Según informó la Dirección de Información y Relaciones Públicas de las Fuerzas Armadas (DIRPA), los efectivos de la sección fluvial de Bakel y sus homólogos mauritanos llevaron a cabo esta operación sobre el río Senegal, entre las localidades de Bakel (Senegal) y Gande (Mauritania).
De acuerdo con la DIRPA, esta actividad —que se organiza regularmente— forma parte del dispositivo de vigilancia conjunta de la frontera fluvial entre ambos países y tiene como objetivo reforzar la seguridad, la coordinación y la lucha contra las amenazas transfronterizas.
En septiembre, las fuerzas de ambos países ya habían efectuado una patrulla terrestre mixta en la misma zona. Los elementos de la Zona Militar n.º 4 recorrieron entonces varias localidades entre Bakel-Aroundou y Diougountourou, en la frontera con Malí.
Esa operación se enmarcaba en la Operación Karangué (que significa seguridad en wolof), desplegada en las regiones fronterizas de Tambacounda y Kédougou para reforzar la seguridad del este de Senegal.
Estas operaciones conjuntas se desarrollan en un contexto de creciente actividad yihadista en el oeste de Malí, cerca de las fronteras senegalesa y mauritana.

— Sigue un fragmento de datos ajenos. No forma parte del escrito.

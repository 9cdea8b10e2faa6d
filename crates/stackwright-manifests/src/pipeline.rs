//! Manifest pipeline
//!
//! Renders every generated component directory, resolves and injects its
//! namespace, patches deprecated apiVersions, splits the output into
//! per-resource files and seals the secrets. Directories run concurrently
//! up to the configured parallelism; steps within a directory run in order.
//!
//! A render or namespace failure only ends its own directory. A seal
//! failure sets a shared stop flag: the other directories halt before
//! their next step and purge their plaintext secrets.

use std::io::Write;
use std::path::{Path, PathBuf};
use std::sync::atomic::{AtomicBool, Ordering};

use futures::stream::{self, StreamExt};
use stackwright_core::{COMPONENT_SKAFFOLD_FILE, FLEET_FILE, KubesealCert, Settings};
use tempfile::NamedTempFile;

use crate::api_versions::patch_api_versions;
use crate::document::parse_documents;
use crate::error::{PipelineError, Result};
use crate::namespace::{inject_namespace, resolve_namespace};
use crate::progress::{DirectoryState, PipelineProgress};
use crate::seal::{purge_plaintext_secrets, seal_directory, secret_files};
use crate::split::split_documents;
use crate::tools::ExternalTools;

/// Name of the combined render output inside a directory's output folder
const RENDERED_FILE: &str = ".rendered.yaml";

/// Inputs of one pipeline run
#[derive(Debug, Clone)]
pub struct PipelineOptions {
    /// Generated component directories
    pub source_dir: PathBuf,
    /// Root of the split and sealed tree
    pub output_dir: PathBuf,
    pub images_tag: String,
    pub parallelism: usize,
    pub certificate: Option<KubesealCert>,
}

impl PipelineOptions {
    pub fn from_settings(settings: &Settings) -> Self {
        Self {
            source_dir: settings.generated_skaffold_dir.clone(),
            output_dir: settings.generated_manifests_dir.clone(),
            images_tag: settings.images_tag.clone(),
            parallelism: settings.parallelism.max(1),
            certificate: settings.kubeseal_cert.clone(),
        }
    }
}

/// Result of processing one component directory
#[derive(Debug)]
pub struct DirectoryOutcome {
    pub directory: String,
    pub state: DirectoryState,
    pub namespace: Option<String>,
    /// Split files still in plaintext
    pub files: Vec<PathBuf>,
    pub sealed: Vec<PathBuf>,
    pub error: Option<PipelineError>,
}

impl DirectoryOutcome {
    fn new(directory: &str) -> Self {
        Self {
            directory: directory.to_string(),
            state: DirectoryState::Pending,
            namespace: None,
            files: Vec::new(),
            sealed: Vec::new(),
            error: None,
        }
    }

    pub fn is_success(&self) -> bool {
        self.state == DirectoryState::Done
    }
}

/// Outcomes of every directory, sorted by directory name
#[derive(Debug, Default)]
pub struct PipelineReport {
    pub outcomes: Vec<DirectoryOutcome>,
}

impl PipelineReport {
    pub fn is_success(&self) -> bool {
        self.outcomes.iter().all(DirectoryOutcome::is_success)
    }

    pub fn failures(&self) -> impl Iterator<Item = &DirectoryOutcome> {
        self.outcomes.iter().filter(|o| !o.is_success())
    }

    /// The error that decides the run's exit status
    ///
    /// A fatal seal error wins over the first per-directory failure;
    /// directories stopped because of it are never chosen.
    pub fn primary_error(&self) -> Option<&PipelineError> {
        let errors = || self.outcomes.iter().filter_map(|o| o.error.as_ref());
        errors()
            .find(|e| e.is_fatal())
            .or_else(|| errors().find(|e| !matches!(e, PipelineError::Stopped { .. })))
            .or_else(|| errors().next())
    }

    pub fn sealed_count(&self) -> usize {
        self.outcomes.iter().map(|o| o.sealed.len()).sum()
    }
}

/// Removes the combined render output when dropped
struct RenderedFile(PathBuf);

impl Drop for RenderedFile {
    fn drop(&mut self) {
        if let Err(e) = std::fs::remove_file(&self.0) {
            if e.kind() != std::io::ErrorKind::NotFound {
                tracing::warn!(file = %self.0.display(), error = %e, "failed to remove rendered file");
            }
        }
    }
}

/// Sealing certificate on disk for the length of a run
enum Certificate {
    /// Inline PEM written to a temporary file, deleted on drop
    Temporary(NamedTempFile),
    Existing(PathBuf),
}

impl Certificate {
    fn prepare(cert: &KubesealCert) -> Result<Self> {
        match cert {
            KubesealCert::Pem(pem) => {
                let mut file = NamedTempFile::new()?;
                file.write_all(pem.as_bytes())?;
                file.flush()?;
                Ok(Certificate::Temporary(file))
            }
            KubesealCert::Path(path) => Ok(Certificate::Existing(path.clone())),
        }
    }

    fn path(&self) -> &Path {
        match self {
            Certificate::Temporary(file) => file.path(),
            Certificate::Existing(path) => path.as_path(),
        }
    }
}

/// Component directories below `source_dir` that carry a Skaffold config
pub fn component_directories(source_dir: &Path) -> Result<Vec<PathBuf>> {
    let mut dirs = Vec::new();
    if !source_dir.is_dir() {
        return Ok(dirs);
    }
    for entry in std::fs::read_dir(source_dir)? {
        let path = entry?.path();
        if !path.is_dir() {
            continue;
        }
        if path.join(COMPONENT_SKAFFOLD_FILE).is_file() {
            dirs.push(path);
        } else {
            tracing::warn!(directory = %path.display(), "no skaffold.yaml, skipping");
        }
    }
    dirs.sort();
    Ok(dirs)
}

fn dir_name(path: &Path) -> String {
    path.file_name()
        .map(|n| n.to_string_lossy().into_owned())
        .unwrap_or_default()
}

fn failure_state(error: &PipelineError) -> DirectoryState {
    match error {
        PipelineError::Render { .. } | PipelineError::InvalidManifest { .. } => {
            DirectoryState::RenderFailed
        }
        PipelineError::NamespaceMissing { .. } => DirectoryState::NamespaceMissing,
        PipelineError::Seal { .. } | PipelineError::MissingCertificate { .. } => {
            DirectoryState::SealFailed
        }
        PipelineError::Stopped { .. } => DirectoryState::Stopped,
        _ => DirectoryState::Failed,
    }
}

/// Runs the manifest pipeline over a generated tree
pub struct ManifestPipeline<'a> {
    tools: &'a dyn ExternalTools,
    progress: &'a dyn PipelineProgress,
    options: PipelineOptions,
}

impl<'a> ManifestPipeline<'a> {
    pub fn new(
        tools: &'a dyn ExternalTools,
        progress: &'a dyn PipelineProgress,
        options: PipelineOptions,
    ) -> Self {
        Self {
            tools,
            progress,
            options,
        }
    }

    /// Process every component directory and collect the outcomes
    ///
    /// Output directories with no generated counterpart are removed after a
    /// fully successful run.
    pub async fn run(&self) -> Result<PipelineReport> {
        let dirs = component_directories(&self.options.source_dir)?;
        if dirs.is_empty() {
            tracing::warn!(
                directory = %self.options.source_dir.display(),
                "no component directories to render"
            );
            return Ok(PipelineReport::default());
        }
        std::fs::create_dir_all(&self.options.output_dir)?;

        let certificate = self
            .options
            .certificate
            .as_ref()
            .map(Certificate::prepare)
            .transpose()?;
        let cert_path = certificate.as_ref().map(Certificate::path);
        let stop = AtomicBool::new(false);

        for dir in &dirs {
            self.progress.update(&dir_name(dir), DirectoryState::Pending, None);
        }

        let mut outcomes: Vec<DirectoryOutcome> = stream::iter(dirs.iter())
            .map(|dir| self.process(dir, cert_path, &stop))
            .buffer_unordered(self.options.parallelism.max(1))
            .collect()
            .await;
        outcomes.sort_by(|a, b| a.directory.cmp(&b.directory));

        // Every branch has finished with the certificate
        drop(certificate);

        let report = PipelineReport { outcomes };
        if report.is_success() {
            self.prune_stale_outputs(&report)?;
        }
        tracing::info!(
            directories = report.outcomes.len(),
            failed = report.failures().count(),
            sealed = report.sealed_count(),
            "manifest pipeline finished"
        );
        Ok(report)
    }

    async fn process(
        &self,
        dir: &Path,
        certificate: Option<&Path>,
        stop: &AtomicBool,
    ) -> DirectoryOutcome {
        let name = dir_name(dir);
        let output = self.options.output_dir.join(&name);
        let mut outcome = DirectoryOutcome::new(&name);

        match self
            .process_steps(dir, &output, certificate, stop, &mut outcome)
            .await
        {
            Ok(()) => {
                outcome.state = DirectoryState::Done;
                self.progress.update(&name, DirectoryState::Done, None);
            }
            Err(e) => {
                if e.is_fatal() {
                    stop.store(true, Ordering::SeqCst);
                }
                if let Err(purge) = purge_plaintext_secrets(&output) {
                    tracing::warn!(directory = %name, error = %purge, "failed to purge plaintext secrets");
                }
                outcome.state = failure_state(&e);
                outcome.files.clear();
                let message = e.to_string();
                self.progress.update(&name, outcome.state, Some(&message));
                tracing::debug!(directory = %name, error = %message, "directory failed");
                outcome.error = Some(e);
            }
        }
        outcome
    }

    /// Move to `state` unless another branch asked the run to stop
    fn enter(
        &self,
        outcome: &mut DirectoryOutcome,
        state: DirectoryState,
        stop: &AtomicBool,
    ) -> Result<()> {
        if stop.load(Ordering::SeqCst) {
            return Err(PipelineError::Stopped {
                directory: outcome.directory.clone(),
            });
        }
        outcome.state = state;
        self.progress.update(&outcome.directory, state, None);
        Ok(())
    }

    async fn process_steps(
        &self,
        dir: &Path,
        output: &Path,
        certificate: Option<&Path>,
        stop: &AtomicBool,
        outcome: &mut DirectoryOutcome,
    ) -> Result<()> {
        let name = outcome.directory.clone();

        self.enter(outcome, DirectoryState::Rendering, stop)?;
        let rendered = self
            .tools
            .render(&dir.join(COMPONENT_SKAFFOLD_FILE), &self.options.images_tag)
            .await
            .map_err(|e| PipelineError::Render {
                directory: name.clone(),
                output: match e {
                    PipelineError::CommandFailed { message, .. } => message,
                    other => other.to_string(),
                },
            })?;

        if output.exists() {
            std::fs::remove_dir_all(output)?;
        }
        std::fs::create_dir_all(output)?;
        let combined = RenderedFile(output.join(RENDERED_FILE));
        std::fs::write(&combined.0, &rendered)?;
        let text = std::fs::read_to_string(&combined.0)?;
        let mut documents = parse_documents(&name, &text)?;
        drop(combined);
        self.enter(outcome, DirectoryState::Rendered, stop)?;

        if documents.is_empty() {
            tracing::warn!(directory = %name, "no documents rendered");
            self.copy_fleet_config(dir, output)?;
            return Ok(());
        }

        let (namespace, source) = resolve_namespace(dir, &documents)?;
        tracing::debug!(directory = %name, namespace = %namespace, %source, "namespace resolved");
        let injected = inject_namespace(&mut documents, &namespace);
        let patched = patch_api_versions(&mut documents);
        tracing::debug!(directory = %name, injected, patched, "documents patched");
        outcome.namespace = Some(namespace);
        self.enter(outcome, DirectoryState::NamespaceResolved, stop)?;

        outcome.files = split_documents(&documents, output)?;
        self.enter(outcome, DirectoryState::Split, stop)?;

        if !secret_files(output)?.is_empty() {
            let Some(certificate) = certificate else {
                return Err(PipelineError::MissingCertificate { directory: name });
            };
            self.enter(outcome, DirectoryState::Sealing, stop)?;
            outcome.sealed = seal_directory(self.tools, output, certificate, stop).await?;
            outcome.files.retain(|f| f.exists());
        }

        self.copy_fleet_config(dir, output)?;
        Ok(())
    }

    fn copy_fleet_config(&self, dir: &Path, output: &Path) -> Result<()> {
        let fleet = dir.join(FLEET_FILE);
        if fleet.is_file() {
            std::fs::create_dir_all(output)?;
            std::fs::copy(&fleet, output.join(FLEET_FILE))?;
        }
        Ok(())
    }

    fn prune_stale_outputs(&self, report: &PipelineReport) -> Result<()> {
        for entry in std::fs::read_dir(&self.options.output_dir)? {
            let path = entry?.path();
            if !path.is_dir() {
                continue;
            }
            let name = dir_name(&path);
            if !report.outcomes.iter().any(|o| o.directory == name) {
                tracing::info!(directory = %name, "removing stale manifests");
                std::fs::remove_dir_all(&path)?;
            }
        }
        Ok(())
    }
}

El Grupo de Apoyo al Islam y a los Musulmanes (GSIM/JNIM), afiliado a Al Qaeda, llevó a cabo a principios de julio una serie de ataques coordinados en las regiones de Kayes, Nioro y Ségou, imponiendo en las últimas semanas un bloqueo a varias ciudades malienses conectadas con Senegal y Mauritania.
La intensificación de estas actividades yihadistas ha perturbado la circulación en el corredor Kidira–Bamako, eje comercial esencial para los intercambios regionales. En mayo de 2025, Senegal ya había efectuado dos patrullas mixtas: una con Mauritania (del 15 al 17 de mayo) y otra con Malí (el 22 de mayo), según el Mensuel des Armées de la DIRPA.
La seguridad de los corredores comerciales sigue siendo una prioridad para Dakar y Bamako. Malí continúa siendo el primer socio africano de Senegal, con más de 802 mil millones de francos CFA en exportaciones senegalesas en 2024, lo que representa aproximadamente el 21 % del total nacional.
Esta cooperación en materia de seguridad fue reafirmada en mayo, durante el encuentro en Bamako entre el ministro senegalés de las Fuerzas Armadas, general Birame Diop, y el presidente de transición maliense, Assimi Goïta.
Las patrullas conjuntas con Mauritania se inscriben así en una estrategia regional de prevención y disuasión frente al avance de los grupos armados en la zona fronteriza.